(GIVEN ENTRIES)

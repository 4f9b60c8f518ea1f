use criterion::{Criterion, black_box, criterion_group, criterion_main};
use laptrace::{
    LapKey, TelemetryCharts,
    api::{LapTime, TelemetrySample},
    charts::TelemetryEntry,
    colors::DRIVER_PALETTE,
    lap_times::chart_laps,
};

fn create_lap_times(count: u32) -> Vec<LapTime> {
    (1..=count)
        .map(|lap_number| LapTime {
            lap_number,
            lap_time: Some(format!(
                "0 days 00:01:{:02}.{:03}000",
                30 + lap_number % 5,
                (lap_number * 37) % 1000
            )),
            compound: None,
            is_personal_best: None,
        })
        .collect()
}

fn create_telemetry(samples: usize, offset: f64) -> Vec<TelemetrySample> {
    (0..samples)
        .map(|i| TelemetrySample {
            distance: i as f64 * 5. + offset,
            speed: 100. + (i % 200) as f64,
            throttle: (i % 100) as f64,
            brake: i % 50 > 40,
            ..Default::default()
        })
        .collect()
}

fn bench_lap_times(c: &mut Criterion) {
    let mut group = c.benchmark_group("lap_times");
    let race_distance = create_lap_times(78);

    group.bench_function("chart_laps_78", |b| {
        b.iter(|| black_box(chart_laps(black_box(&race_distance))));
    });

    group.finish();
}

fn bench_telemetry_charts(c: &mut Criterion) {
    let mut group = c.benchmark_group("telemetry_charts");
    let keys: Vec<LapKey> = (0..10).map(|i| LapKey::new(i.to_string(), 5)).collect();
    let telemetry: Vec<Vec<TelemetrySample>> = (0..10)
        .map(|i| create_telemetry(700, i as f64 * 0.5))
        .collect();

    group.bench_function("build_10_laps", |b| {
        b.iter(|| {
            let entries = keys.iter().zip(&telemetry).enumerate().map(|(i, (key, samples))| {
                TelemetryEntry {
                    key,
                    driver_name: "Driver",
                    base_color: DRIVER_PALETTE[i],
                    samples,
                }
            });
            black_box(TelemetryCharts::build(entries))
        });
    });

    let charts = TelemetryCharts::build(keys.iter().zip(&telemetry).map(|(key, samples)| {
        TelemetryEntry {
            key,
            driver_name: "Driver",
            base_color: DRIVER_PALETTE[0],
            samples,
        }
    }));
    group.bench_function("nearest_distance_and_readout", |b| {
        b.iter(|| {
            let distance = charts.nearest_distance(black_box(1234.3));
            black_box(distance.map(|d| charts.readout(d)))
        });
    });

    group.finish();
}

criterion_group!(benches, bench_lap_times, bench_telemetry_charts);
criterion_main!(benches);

(End GIVEN ENTRIES)
(GIVEN ENTRIES)

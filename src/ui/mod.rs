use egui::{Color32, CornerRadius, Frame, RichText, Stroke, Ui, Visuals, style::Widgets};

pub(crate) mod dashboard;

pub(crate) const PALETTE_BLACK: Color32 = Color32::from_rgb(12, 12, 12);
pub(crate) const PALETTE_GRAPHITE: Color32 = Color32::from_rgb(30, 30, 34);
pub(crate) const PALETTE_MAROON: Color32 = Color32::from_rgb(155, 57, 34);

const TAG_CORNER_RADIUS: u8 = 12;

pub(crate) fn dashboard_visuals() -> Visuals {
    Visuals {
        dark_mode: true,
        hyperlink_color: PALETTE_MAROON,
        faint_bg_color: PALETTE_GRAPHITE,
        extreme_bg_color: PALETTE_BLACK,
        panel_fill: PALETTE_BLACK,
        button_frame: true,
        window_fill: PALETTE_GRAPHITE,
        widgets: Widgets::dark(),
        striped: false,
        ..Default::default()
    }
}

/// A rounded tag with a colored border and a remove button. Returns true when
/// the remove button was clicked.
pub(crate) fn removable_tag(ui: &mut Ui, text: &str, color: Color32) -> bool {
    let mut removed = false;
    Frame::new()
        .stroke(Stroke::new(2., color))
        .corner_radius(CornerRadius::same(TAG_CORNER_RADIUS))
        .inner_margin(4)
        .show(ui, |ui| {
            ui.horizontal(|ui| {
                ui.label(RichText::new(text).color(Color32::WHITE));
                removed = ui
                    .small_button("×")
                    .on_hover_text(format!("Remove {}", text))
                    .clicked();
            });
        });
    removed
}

(End GIVEN ENTRIES)
(GIVEN ENTRIES)

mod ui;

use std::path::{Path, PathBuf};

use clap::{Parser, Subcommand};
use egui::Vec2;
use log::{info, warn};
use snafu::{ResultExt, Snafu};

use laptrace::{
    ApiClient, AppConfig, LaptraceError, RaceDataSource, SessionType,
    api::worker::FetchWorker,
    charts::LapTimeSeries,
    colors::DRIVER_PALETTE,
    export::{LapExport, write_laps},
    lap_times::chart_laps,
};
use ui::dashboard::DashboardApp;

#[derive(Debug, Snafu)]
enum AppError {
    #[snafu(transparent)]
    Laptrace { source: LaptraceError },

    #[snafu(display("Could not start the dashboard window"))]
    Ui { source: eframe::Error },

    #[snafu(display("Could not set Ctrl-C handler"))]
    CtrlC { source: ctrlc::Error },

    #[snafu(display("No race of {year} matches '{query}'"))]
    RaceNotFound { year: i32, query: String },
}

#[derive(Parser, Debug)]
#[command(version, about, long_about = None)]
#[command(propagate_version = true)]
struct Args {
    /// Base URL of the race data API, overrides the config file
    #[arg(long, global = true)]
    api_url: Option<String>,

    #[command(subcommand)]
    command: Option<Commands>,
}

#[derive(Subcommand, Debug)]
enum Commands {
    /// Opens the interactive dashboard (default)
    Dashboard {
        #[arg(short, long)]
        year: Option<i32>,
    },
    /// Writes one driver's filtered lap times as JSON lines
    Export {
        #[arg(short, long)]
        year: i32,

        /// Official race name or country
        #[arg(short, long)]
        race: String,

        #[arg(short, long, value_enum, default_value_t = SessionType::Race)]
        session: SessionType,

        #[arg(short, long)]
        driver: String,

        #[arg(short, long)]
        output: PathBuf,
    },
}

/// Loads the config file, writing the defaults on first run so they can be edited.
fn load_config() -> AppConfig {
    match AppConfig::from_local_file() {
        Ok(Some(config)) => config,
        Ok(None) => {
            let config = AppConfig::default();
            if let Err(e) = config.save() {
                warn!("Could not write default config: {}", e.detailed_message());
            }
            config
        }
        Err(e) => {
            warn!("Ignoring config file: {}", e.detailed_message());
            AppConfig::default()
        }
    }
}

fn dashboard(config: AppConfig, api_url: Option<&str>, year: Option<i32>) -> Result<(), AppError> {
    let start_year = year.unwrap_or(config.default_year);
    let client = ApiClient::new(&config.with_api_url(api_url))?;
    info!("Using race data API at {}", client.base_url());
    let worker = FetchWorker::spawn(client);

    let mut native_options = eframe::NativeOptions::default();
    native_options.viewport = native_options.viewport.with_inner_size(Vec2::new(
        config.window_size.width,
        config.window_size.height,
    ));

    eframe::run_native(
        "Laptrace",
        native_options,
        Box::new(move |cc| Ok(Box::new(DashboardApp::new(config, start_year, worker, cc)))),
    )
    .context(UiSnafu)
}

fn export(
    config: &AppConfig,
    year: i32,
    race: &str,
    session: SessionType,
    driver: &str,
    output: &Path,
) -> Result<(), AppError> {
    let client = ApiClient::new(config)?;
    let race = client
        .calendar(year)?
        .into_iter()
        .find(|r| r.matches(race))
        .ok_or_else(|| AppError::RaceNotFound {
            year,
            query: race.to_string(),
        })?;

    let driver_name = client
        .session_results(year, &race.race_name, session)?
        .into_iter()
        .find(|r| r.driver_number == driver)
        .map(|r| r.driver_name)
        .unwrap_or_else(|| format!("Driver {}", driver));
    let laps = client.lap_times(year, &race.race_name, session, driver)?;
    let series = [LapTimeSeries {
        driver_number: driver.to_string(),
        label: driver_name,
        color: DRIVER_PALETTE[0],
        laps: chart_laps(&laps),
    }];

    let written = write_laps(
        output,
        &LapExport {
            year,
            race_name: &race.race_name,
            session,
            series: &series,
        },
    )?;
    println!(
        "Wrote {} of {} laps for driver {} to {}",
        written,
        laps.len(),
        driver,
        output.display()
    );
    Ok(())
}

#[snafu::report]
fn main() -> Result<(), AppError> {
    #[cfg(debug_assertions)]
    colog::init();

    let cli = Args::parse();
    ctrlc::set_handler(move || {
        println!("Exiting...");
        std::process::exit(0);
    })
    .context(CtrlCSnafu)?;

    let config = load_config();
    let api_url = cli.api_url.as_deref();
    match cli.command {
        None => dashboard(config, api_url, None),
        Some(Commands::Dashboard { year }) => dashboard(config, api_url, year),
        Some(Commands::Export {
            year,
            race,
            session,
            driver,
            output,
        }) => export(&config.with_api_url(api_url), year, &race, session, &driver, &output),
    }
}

(End GIVEN ENTRIES)

## PROBLEM TO WORK ON:
The string "LapKey" marks the lines to copy; report each of them from the data above.

## THE ANSWER:
    LapKey, TelemetryCharts,
    let keys: Vec<LapKey> = (0..10).map(|i| LapKey::new(i.to_string(), 5)).collect();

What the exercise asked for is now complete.